Sieve-Notify and potential associative arrays.


Looking at the long since expired Sieve Notify extension, it seems somewhat 
ugly adjacent to the much newer variables extension, and I would suggest needs 
a lot of work.  I've had a number of thoughts on the subject, some of which may 
have an impact on the variables extension, although they are possibly 
sufficiently separate that they would make an extension on their own.

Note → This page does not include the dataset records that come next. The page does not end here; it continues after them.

// Configuration management with layered configuration (file, env)

use crate::errors::ConfigurationError;
use config::{Config, ConfigError, Environment, File};
use serde::{Deserialize, Serialize};
use std::collections::BTreeMap;
use std::fmt;
use std::path::{Path, PathBuf};
use std::str::FromStr;

/// Main settings structure containing all configuration options
#[derive(Debug, Clone, Default, Serialize, Deserialize)]
pub struct Settings {
    #[serde(default)]
    pub server: ServerConfig,
    #[serde(default)]
    pub extraction: ExtractionConfig,
    #[serde(default)]
    pub database: DatabaseConfig,
    /// SFTP destination; pipelines that deliver over SFTP fail closed when absent
    #[serde(default)]
    pub sftp: Option<SftpConfig>,
    /// S3-compatible object storage destination
    #[serde(default)]
    pub object_storage: Option<ObjectStorageConfig>,
    /// HTTP endpoint receiving each file as a multipart POST
    #[serde(default)]
    pub webhook: Option<WebhookConfig>,
    #[serde(default)]
    pub jobs: JobsConfig,
    #[serde(default)]
    pub observability: ObservabilityConfig,
}

#[derive(Debug, Clone, Serialize, Deserialize)]
pub struct ServerConfig {
    pub host: String,
    pub port: u16,
}

impl Default for ServerConfig {
    fn default() -> Self {
        Self {
            host: "0.0.0.0".to_string(),
            port: 8000,
        }
    }
}

#[derive(Debug, Clone, Serialize, Deserialize)]
#[serde(default)]
pub struct ExtractionConfig {
    /// Directory holding one `*.sql` file per named query
    pub query_dir: PathBuf,
    /// Default base directory for extraction output
    pub output_dir: PathBuf,
    /// Root for per-run temporary directories of the storage pipeline
    pub scratch_dir: PathBuf,
    /// Category segment used in SFTP destination paths
    pub category: String,
    /// Ordered set of database targets
    pub targets: Vec<String>,
    /// Parquet compression codec: "snappy" or "none"
    pub compression: String,
}

impl Default for ExtractionConfig {
    fn default() -> Self {
        Self {
            query_dir: PathBuf::from("sql"),
            output_dir: PathBuf::from("data"),
            scratch_dir: std::env::temp_dir(),
            category: "data".to_string(),
            targets: Vec::new(),
            compression: "snappy".to_string(),
        }
    }
}

/// Supported database engines
#[derive(Debug, Clone, Copy, PartialEq, Eq, Serialize, Deserialize)]
#[serde(rename_all = "lowercase")]
pub enum DatabaseDriver {
    Mssql,
    Postgres,
    Mysql,
}

impl fmt::Display for DatabaseDriver {
    fn fmt(&self, f: &mut fmt::Formatter<'_>) -> fmt::Result {
        match self {
            DatabaseDriver::Mssql => write!(f, "mssql"),
            DatabaseDriver::Postgres => write!(f, "postgres"),
            DatabaseDriver::Mysql => write!(f, "mysql"),
        }
    }
}

impl FromStr for DatabaseDriver {
    type Err = String;

    fn from_str(s: &str) -> Result<Self, Self::Err> {
        match s.to_lowercase().as_str() {
            "mssql" | "sqlserver" => Ok(DatabaseDriver::Mssql),
            "postgres" | "postgresql" => Ok(DatabaseDriver::Postgres),
            "mysql" => Ok(DatabaseDriver::Mysql),
            _ => Err(format!("Unknown database driver: {}", s)),
        }
    }
}

#[derive(Debug, Clone, Serialize, Deserialize)]
#[serde(default)]
pub struct DatabaseConfig {
    pub driver: DatabaseDriver,
    pub host: String,
    pub port: u16,
    pub username: Option<String>,
    pub password: Option<String>,
    pub connect_timeout_seconds: u64,
    pub query_timeout_seconds: u64,
    pub trust_server_certificate: bool,
}

impl Default for DatabaseConfig {
    fn default() -> Self {
        Self {
            driver: DatabaseDriver::Mssql,
            host: "localhost".to_string(),
            port: 1433,
            username: None,
            password: None,
            connect_timeout_seconds: 30,
            query_timeout_seconds: 600,
            trust_server_certificate: false,
        }
    }
}

impl DatabaseConfig {
    /// Explicitly configured credentials; there is no fallback login
    pub fn credentials(&self) -> Result<(&str, &str), ConfigurationError> {
        match (self.username.as_deref(), self.password.as_deref()) {
            (Some(user), Some(password)) if !user.is_empty() => Ok((user, password)),
            _ => Err(ConfigurationError::MissingCredentials(
                "database".to_string(),
            )),
        }
    }
}

#[derive(Debug, Clone, Serialize, Deserialize)]
pub struct SftpConfig {
    pub host: String,
    #[serde(default = "default_sftp_port")]
    pub port: u16,
    pub username: String,
    #[serde(default)]
    pub password: Option<String>,
    #[serde(default)]
    pub private_key_path: Option<String>,
    /// Leading segment of every destination path
    #[serde(default = "default_sftp_root")]
    pub root: String,
    #[serde(default = "default_sftp_timeout")]
    pub timeout_seconds: u64,
}

fn default_sftp_port() -> u16 {
    22
}

fn default_sftp_root() -> String {
    "ai".to_string()
}

fn default_sftp_timeout() -> u64 {
    30
}

#[derive(Debug, Clone, Serialize, Deserialize)]
pub struct ObjectStorageConfig {
    /// S3-compatible endpoint including scheme, e.g. `https://<project>.supabase.co/storage/v1/s3`
    pub endpoint: String,
    #[serde(default = "default_region")]
    pub region: String,
    #[serde(default)]
    pub access_key: Option<String>,
    #[serde(default)]
    pub secret_key: Option<String>,
}

fn default_region() -> String {
    "us-east-1".to_string()
}

#[derive(Debug, Clone, Serialize, Deserialize)]
pub struct WebhookConfig {
    pub url: String,
    #[serde(default = "default_webhook_timeout")]
    pub timeout_seconds: u64,
    /// Basic auth is sent only when both halves are configured
    #[serde(default)]
    pub username: Option<String>,
    #[serde(default)]
    pub password: Option<String>,
    /// Extra form fields sent with every file
    #[serde(default)]
    pub fields: BTreeMap<String, String>,
}

fn default_webhook_timeout() -> u64 {
    30
}

#[derive(Debug, Clone, Default, Serialize, Deserialize)]
#[serde(default)]
pub struct JobsConfig {
    /// Upper bound on retained jobs; oldest finished jobs are evicted first
    pub max_retained: Option<usize>,
}

#[derive(Debug, Clone, Serialize, Deserialize)]
#[serde(default)]
pub struct ObservabilityConfig {
    pub log_level: String,
    pub json_logs: bool,
}

impl Default for ObservabilityConfig {
    fn default() -> Self {
        Self {
            log_level: "info".to_string(),
            json_logs: true,
        }
    }
}

impl Settings {
    /// Load configuration with layered precedence: defaults → file → env
    pub fn load() -> Result<Self, ConfigError> {
        Self::load_from_path("config")
    }

    /// Load configuration from a specific path
    pub fn load_from_path<P: AsRef<Path>>(config_dir: P) -> Result<Self, ConfigError> {
        let config_dir = config_dir.as_ref();

        let builder = Config::builder()
            // Start with default configuration
            .add_source(File::from(config_dir.join("default.toml")).required(false))
            // Add local configuration (not committed to git)
            .add_source(File::from(config_dir.join("local.toml")).required(false))
            // Add environment-specific configuration
            .add_source(
                Environment::with_prefix("APP")
                    .separator("__")
                    .list_separator(",")
                    .with_list_parse_key("extraction.targets")
                    .try_parsing(true),
            );

        let config = builder.build()?;
        config.try_deserialize()
    }

    /// Validate configuration settings
    pub fn validate(&self) -> Result<(), String> {
        if self.server.port == 0 {
            return Err("Server port must be greater than 0".to_string());
        }

        if self.extraction.query_dir.as_os_str().is_empty() {
            return Err("Extraction query_dir cannot be empty".to_string());
        }
        if self.extraction.targets.iter().any(|t| t.trim().is_empty()) {
            return Err("Extraction targets cannot contain empty names".to_string());
        }

        if self.database.host.is_empty() {
            return Err("Database host cannot be empty".to_string());
        }
        if self.database.connect_timeout_seconds == 0 {
            return Err("Database connect_timeout_seconds must be greater than 0".to_string());
        }
        self.database
            .credentials()
            .map_err(|_| "Database username and password must be configured".to_string())?;

        if let Some(sftp) = &self.sftp {
            if sftp.host.is_empty() || sftp.username.is_empty() {
                return Err("SFTP host and username cannot be empty".to_string());
            }
            if sftp.password.is_none() && sftp.private_key_path.is_none() {
                return Err("SFTP requires a password or a private_key_path".to_string());
            }
        }

        if let Some(storage) = &self.object_storage {
            if storage.endpoint.is_empty() {
                return Err("Object storage endpoint cannot be empty".to_string());
            }
            if storage.access_key.is_none() || storage.secret_key.is_none() {
                return Err("Object storage access_key and secret_key must be configured".to_string());
            }
        }

        if let Some(webhook) = &self.webhook {
            if !webhook.url.starts_with("http://") && !webhook.url.starts_with("https://") {
                return Err("Webhook url must be an http(s) URL".to_string());
            }
            if webhook.username.is_some() != webhook.password.is_some() {
                return Err("Webhook username and password must be configured together".to_string());
            }
            if webhook.timeout_seconds == 0 {
                return Err("Webhook timeout_seconds must be greater than 0".to_string());
            }
        }

        if self.jobs.max_retained == Some(0) {
            return Err("Jobs max_retained must be greater than 0".to_string());
        }

        Ok(())
    }
}

#[cfg(test)]
mod tests {
    use super::*;

    fn configured() -> Settings {
        let mut settings = Settings::default();
        settings.database.username = Some("etl".to_string());
        settings.database.password = Some("secret".to_string());
        settings
    }

    #[test]
    fn test_default_settings_fail_closed_without_credentials() {
        let settings = Settings::default();
        assert!(settings.validate().is_err());
        assert!(settings.database.credentials().is_err());
    }

    #[test]
    fn test_explicit_credentials_are_valid() {
        assert!(configured().validate().is_ok());
    }

    #[test]
    fn test_validation_catches_zero_port() {
        let mut settings = configured();
        settings.server.port = 0;
        assert!(settings.validate().is_err());
    }

    #[test]
    fn test_validation_catches_sftp_without_auth() {
        let mut settings = configured();
        settings.sftp = Some(SftpConfig {
            host: "sftp.example.com".to_string(),
            port: 22,
            username: "uploader".to_string(),
            password: None,
            private_key_path: None,
            root: "ai".to_string(),
            timeout_seconds: 30,
        });
        assert!(settings.validate().is_err());
    }

    #[test]
    fn test_validation_catches_object_storage_without_keys() {
        let mut settings = configured();
        settings.object_storage = Some(ObjectStorageConfig {
            endpoint: "http://localhost:9000".to_string(),
            region: "us-east-1".to_string(),
            access_key: Some("key".to_string()),
            secret_key: None,
        });
        assert!(settings.validate().is_err());
    }

    #[test]
    fn test_validation_catches_half_configured_webhook_auth() {
        let mut settings = configured();
        settings.webhook = Some(WebhookConfig {
            url: "https://hooks.example.internal/files".to_string(),
            timeout_seconds: 30,
            username: Some("etl".to_string()),
            password: None,
            fields: BTreeMap::new(),
        });
        assert!(settings.validate().is_err());

        if let Some(webhook) = settings.webhook.as_mut() {
            webhook.password = Some("secret".to_string());
        }
        assert!(settings.validate().is_ok());
    }

    #[test]
    fn test_validation_catches_webhook_without_scheme() {
        let mut settings = configured();
        settings.webhook = Some(WebhookConfig {
            url: "hooks.example.internal/files".to_string(),
            timeout_seconds: 30,
            username: None,
            password: None,
            fields: BTreeMap::new(),
        });
        assert!(settings.validate().is_err());
    }

    #[test]
    fn test_driver_parsing() {
        assert_eq!("SQLServer".parse::<DatabaseDriver>(), Ok(DatabaseDriver::Mssql));
        assert_eq!("postgresql".parse::<DatabaseDriver>(), Ok(DatabaseDriver::Postgres));
        assert!("oracle".parse::<DatabaseDriver>().is_err());
    }

    #[test]
    fn test_load_from_missing_dir_uses_defaults() {
        let dir = tempfile::tempdir().expect("tempdir");
        let settings = Settings::load_from_path(dir.path()).expect("load");
        assert_eq!(settings.extraction.category, "data");
        assert!(settings.sftp.is_none());
    }
}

It seems to me that the notify extension is trying to do too much in supporting 
notification by email, SMS or indeed any arbitrary notification mechanism.  It 
was pointed out quickly how many complex internationalization issues you have 
to deal with when composing emails, but you have completely different concerns 
when dealing with SMS messages, so I'm not sure it makes sense to bundle them.  
I think we should therefore have something more along these lines:

Syntax:   sms [":recipient" <recipient-numbers: string-list>] [:limit <number>] 
<message: string>

The :recipient tag specifies the target phone numbers to send this SMS to.  If 
not present, the implementation should try to send the SMS to the owner of the 
script where the number is held by the sieve implementation, ie a mailbox 
property.  If present, specifies the target number, and it can also be a list 
of numbers if more than one recipient is desired.  Each phone number must begin 
with a + and include the country code to ensure that the script will work 
regardless of location of server/script.

The message is a string, whereby variable expansion is also permitted. The 
limit is the maximum number of SMS messages that the server can send.  Given 
that each message typically has a cost associated with it, the limit by default 
will be whatever produces the least cost which in today’s terms is 1 message 
(140 bytes) but may change in the future.  They can use this optional tagged 
argument to override this such that they will receive a multipart SMS 
containing more content.  Although to be honest I'm not sure how multipart SMS 
messages work, but I did find a reference detailing that the standard is 140 
bytes http://en.wikipedia.org/wiki/Short_message_service#Technical_details.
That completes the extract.